Reproduce each line from the first in the data through the line that contains "we launch from" exactly; give nothing else.

::: Data :::

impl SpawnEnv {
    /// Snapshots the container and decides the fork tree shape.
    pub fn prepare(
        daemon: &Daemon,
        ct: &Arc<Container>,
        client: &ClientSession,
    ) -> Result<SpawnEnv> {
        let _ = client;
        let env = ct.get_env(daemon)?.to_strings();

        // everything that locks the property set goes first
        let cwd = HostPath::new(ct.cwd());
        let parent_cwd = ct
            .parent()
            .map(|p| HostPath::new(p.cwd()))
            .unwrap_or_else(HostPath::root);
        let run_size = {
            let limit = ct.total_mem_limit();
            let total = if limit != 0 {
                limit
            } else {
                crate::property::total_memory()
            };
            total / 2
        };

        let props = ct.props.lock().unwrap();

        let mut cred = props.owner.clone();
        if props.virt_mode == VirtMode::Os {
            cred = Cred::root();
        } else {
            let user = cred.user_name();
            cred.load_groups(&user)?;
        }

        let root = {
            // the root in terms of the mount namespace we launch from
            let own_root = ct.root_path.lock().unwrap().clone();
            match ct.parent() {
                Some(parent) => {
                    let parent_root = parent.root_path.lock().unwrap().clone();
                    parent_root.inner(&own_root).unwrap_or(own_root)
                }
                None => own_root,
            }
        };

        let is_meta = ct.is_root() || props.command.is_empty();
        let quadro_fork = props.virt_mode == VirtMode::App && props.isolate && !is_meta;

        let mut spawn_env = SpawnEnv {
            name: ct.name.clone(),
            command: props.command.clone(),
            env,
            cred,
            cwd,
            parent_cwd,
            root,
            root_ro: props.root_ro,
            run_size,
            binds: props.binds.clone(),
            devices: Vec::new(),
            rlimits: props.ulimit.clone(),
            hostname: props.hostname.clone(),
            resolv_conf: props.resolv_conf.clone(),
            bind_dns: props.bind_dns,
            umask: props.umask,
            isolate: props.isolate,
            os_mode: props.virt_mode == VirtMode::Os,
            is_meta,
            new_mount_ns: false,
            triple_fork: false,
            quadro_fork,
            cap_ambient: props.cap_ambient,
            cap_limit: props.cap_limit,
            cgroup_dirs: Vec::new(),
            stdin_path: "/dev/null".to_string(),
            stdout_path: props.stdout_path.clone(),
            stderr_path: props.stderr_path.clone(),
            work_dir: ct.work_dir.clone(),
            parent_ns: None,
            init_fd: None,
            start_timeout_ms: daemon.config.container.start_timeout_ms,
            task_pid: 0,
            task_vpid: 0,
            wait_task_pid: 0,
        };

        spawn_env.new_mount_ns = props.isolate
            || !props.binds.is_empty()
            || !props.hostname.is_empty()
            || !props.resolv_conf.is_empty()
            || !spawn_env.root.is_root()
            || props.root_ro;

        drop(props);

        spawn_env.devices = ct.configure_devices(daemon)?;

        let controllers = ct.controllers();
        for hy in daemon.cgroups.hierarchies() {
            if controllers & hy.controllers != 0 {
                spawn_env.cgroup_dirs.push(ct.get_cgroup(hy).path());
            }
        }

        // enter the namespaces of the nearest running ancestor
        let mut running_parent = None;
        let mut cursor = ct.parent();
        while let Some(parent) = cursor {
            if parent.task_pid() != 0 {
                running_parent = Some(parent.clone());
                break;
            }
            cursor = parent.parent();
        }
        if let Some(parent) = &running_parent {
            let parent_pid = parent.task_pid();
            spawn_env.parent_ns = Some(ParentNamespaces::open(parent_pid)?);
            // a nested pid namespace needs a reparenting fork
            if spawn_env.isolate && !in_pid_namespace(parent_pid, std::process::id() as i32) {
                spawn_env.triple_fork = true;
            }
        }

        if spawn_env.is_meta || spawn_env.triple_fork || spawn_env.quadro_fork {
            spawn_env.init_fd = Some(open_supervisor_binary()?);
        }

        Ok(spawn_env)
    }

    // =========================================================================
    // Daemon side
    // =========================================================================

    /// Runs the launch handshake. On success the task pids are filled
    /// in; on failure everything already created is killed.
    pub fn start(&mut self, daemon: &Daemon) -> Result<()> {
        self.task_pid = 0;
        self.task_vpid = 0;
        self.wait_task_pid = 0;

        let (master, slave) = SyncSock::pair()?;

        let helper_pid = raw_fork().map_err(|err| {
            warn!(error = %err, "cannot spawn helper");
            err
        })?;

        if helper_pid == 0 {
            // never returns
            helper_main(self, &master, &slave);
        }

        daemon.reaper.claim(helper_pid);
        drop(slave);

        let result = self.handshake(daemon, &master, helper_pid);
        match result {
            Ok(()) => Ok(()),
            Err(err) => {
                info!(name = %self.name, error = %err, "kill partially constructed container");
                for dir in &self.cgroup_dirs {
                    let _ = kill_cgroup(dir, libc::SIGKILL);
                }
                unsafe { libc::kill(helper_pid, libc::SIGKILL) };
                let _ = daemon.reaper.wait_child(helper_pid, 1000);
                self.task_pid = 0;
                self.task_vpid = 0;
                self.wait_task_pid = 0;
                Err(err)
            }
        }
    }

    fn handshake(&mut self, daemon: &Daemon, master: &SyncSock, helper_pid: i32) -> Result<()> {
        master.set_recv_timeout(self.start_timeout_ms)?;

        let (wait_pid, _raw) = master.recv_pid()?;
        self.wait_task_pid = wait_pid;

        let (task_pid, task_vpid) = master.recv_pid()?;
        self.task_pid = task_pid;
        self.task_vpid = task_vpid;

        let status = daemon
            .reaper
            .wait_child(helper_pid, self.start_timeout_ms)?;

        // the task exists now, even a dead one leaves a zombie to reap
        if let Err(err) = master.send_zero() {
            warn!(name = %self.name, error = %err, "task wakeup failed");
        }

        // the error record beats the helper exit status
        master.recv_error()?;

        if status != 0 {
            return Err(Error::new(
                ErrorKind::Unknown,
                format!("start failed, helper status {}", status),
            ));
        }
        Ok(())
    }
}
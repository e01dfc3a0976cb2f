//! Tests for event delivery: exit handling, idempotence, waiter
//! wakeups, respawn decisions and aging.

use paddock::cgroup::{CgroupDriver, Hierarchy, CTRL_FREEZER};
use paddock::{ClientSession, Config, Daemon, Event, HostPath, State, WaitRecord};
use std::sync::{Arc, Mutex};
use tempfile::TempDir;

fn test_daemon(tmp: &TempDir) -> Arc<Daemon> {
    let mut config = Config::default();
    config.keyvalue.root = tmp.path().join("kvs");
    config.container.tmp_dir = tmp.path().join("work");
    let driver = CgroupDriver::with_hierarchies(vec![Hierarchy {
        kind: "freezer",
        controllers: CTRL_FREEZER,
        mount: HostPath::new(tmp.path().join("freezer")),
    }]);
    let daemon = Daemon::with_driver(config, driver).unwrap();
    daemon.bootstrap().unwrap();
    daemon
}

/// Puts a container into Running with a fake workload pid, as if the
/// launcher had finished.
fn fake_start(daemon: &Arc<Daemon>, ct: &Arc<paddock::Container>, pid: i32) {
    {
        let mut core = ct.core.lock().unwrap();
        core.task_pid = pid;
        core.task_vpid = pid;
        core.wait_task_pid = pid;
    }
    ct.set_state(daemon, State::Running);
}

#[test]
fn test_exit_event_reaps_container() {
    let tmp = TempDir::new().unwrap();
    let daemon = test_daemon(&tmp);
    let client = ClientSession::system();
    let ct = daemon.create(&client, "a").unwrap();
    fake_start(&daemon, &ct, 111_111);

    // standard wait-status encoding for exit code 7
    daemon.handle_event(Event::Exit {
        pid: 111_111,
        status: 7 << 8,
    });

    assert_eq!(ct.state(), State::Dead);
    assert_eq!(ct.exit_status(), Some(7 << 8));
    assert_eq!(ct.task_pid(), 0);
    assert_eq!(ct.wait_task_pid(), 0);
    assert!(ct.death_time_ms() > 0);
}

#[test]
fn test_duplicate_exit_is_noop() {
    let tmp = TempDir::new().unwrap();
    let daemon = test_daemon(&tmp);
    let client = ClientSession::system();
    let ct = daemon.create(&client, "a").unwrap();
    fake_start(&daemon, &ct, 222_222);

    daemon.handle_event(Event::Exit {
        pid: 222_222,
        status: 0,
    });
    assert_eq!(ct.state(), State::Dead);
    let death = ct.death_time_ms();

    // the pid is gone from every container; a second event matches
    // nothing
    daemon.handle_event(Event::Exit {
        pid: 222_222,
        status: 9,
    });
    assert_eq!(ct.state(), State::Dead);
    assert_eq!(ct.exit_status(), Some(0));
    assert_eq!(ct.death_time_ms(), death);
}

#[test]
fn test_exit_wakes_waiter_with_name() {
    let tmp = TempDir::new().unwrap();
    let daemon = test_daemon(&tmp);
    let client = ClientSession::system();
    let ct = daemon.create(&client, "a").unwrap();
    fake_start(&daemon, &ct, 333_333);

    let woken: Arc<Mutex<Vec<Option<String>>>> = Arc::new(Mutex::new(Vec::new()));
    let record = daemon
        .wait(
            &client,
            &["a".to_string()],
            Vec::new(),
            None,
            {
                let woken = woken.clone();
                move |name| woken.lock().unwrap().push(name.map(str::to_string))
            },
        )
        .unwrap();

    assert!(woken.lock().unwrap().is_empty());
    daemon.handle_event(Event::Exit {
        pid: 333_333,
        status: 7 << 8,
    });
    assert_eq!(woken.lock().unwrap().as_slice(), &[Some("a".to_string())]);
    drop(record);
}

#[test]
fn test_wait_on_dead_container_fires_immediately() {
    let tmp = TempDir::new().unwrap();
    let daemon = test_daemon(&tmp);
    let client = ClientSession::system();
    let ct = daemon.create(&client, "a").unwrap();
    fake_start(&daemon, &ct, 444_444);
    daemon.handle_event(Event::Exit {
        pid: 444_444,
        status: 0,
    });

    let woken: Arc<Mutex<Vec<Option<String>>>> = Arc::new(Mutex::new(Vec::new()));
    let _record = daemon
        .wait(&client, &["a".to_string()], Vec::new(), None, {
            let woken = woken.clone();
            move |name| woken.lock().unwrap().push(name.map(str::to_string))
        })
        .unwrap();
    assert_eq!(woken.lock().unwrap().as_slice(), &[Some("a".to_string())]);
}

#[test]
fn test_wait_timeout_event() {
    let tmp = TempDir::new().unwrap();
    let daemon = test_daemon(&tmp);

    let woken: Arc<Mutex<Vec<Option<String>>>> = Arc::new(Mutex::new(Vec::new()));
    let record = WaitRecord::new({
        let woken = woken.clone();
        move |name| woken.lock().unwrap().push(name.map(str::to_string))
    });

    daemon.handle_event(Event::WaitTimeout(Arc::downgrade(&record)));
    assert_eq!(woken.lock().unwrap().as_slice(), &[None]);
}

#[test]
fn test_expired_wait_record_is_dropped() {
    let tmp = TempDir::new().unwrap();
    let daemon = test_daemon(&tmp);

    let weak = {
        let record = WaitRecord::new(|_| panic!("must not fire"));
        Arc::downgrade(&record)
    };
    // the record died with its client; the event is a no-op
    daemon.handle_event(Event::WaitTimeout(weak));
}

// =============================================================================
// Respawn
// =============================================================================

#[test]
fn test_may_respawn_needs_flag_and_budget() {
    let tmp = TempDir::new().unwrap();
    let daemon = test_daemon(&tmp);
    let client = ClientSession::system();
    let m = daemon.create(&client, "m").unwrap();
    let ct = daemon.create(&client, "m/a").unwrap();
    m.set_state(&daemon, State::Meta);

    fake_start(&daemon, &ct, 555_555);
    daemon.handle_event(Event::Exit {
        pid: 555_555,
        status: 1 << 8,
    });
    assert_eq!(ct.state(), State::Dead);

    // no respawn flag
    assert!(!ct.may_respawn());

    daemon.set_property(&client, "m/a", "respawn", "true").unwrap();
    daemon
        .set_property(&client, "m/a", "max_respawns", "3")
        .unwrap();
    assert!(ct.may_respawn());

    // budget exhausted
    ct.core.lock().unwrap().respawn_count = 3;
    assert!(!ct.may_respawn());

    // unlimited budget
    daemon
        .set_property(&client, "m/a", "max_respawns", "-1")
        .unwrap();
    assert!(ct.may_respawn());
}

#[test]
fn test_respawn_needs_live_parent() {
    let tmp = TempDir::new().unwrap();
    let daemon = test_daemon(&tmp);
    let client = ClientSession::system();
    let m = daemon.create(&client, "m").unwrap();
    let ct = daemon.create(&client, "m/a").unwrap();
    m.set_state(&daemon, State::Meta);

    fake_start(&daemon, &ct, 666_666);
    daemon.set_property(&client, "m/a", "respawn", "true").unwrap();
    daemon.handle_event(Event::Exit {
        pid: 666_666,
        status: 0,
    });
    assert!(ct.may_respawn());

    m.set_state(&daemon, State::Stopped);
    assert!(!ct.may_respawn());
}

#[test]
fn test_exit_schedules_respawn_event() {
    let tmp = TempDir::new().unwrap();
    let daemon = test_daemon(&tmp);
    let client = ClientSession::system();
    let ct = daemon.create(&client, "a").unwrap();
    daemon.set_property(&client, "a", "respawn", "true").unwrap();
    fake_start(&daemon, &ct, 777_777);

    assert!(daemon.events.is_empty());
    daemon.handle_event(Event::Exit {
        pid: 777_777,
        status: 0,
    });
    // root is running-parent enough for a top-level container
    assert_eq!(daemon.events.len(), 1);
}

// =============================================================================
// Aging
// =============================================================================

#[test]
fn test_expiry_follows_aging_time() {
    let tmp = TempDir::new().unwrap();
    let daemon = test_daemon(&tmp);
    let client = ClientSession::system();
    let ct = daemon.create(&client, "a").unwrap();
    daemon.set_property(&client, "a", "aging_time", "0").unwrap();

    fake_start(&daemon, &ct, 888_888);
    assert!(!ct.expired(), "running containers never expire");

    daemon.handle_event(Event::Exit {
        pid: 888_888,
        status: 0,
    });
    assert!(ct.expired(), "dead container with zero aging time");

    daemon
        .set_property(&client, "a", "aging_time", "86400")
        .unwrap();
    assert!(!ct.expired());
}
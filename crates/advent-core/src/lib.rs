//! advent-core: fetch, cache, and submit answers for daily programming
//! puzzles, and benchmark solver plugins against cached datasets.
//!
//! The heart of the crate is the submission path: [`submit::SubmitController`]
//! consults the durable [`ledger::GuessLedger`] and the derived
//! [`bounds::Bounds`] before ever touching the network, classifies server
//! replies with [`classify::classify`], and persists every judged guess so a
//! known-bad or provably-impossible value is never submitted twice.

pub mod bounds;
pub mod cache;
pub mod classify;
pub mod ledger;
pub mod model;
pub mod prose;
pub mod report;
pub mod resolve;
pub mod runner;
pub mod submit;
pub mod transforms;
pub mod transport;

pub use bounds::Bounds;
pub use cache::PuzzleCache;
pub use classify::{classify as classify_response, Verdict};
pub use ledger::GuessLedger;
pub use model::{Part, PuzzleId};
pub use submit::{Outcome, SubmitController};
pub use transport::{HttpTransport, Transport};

:::

-- Solution for this exercise --
impl SpawnEnv {
    /// Snapshots the container and decides the fork tree shape.
    pub fn prepare(
        daemon: &Daemon,
        ct: &Arc<Container>,
        client: &ClientSession,
    ) -> Result<SpawnEnv> {
        let _ = client;
        let env = ct.get_env(daemon)?.to_strings();

        // everything that locks the property set goes first
        let cwd = HostPath::new(ct.cwd());
        let parent_cwd = ct
            .parent()
            .map(|p| HostPath::new(p.cwd()))
            .unwrap_or_else(HostPath::root);
        let run_size = {
            let limit = ct.total_mem_limit();
            let total = if limit != 0 {
                limit
            } else {
                crate::property::total_memory()
            };
            total / 2
        };

        let props = ct.props.lock().unwrap();

        let mut cred = props.owner.clone();
        if props.virt_mode == VirtMode::Os {
            cred = Cred::root();
        } else {
            let user = cred.user_name();
            cred.load_groups(&user)?;
        }

        let root = {
            // the root in terms of the mount namespace we launch from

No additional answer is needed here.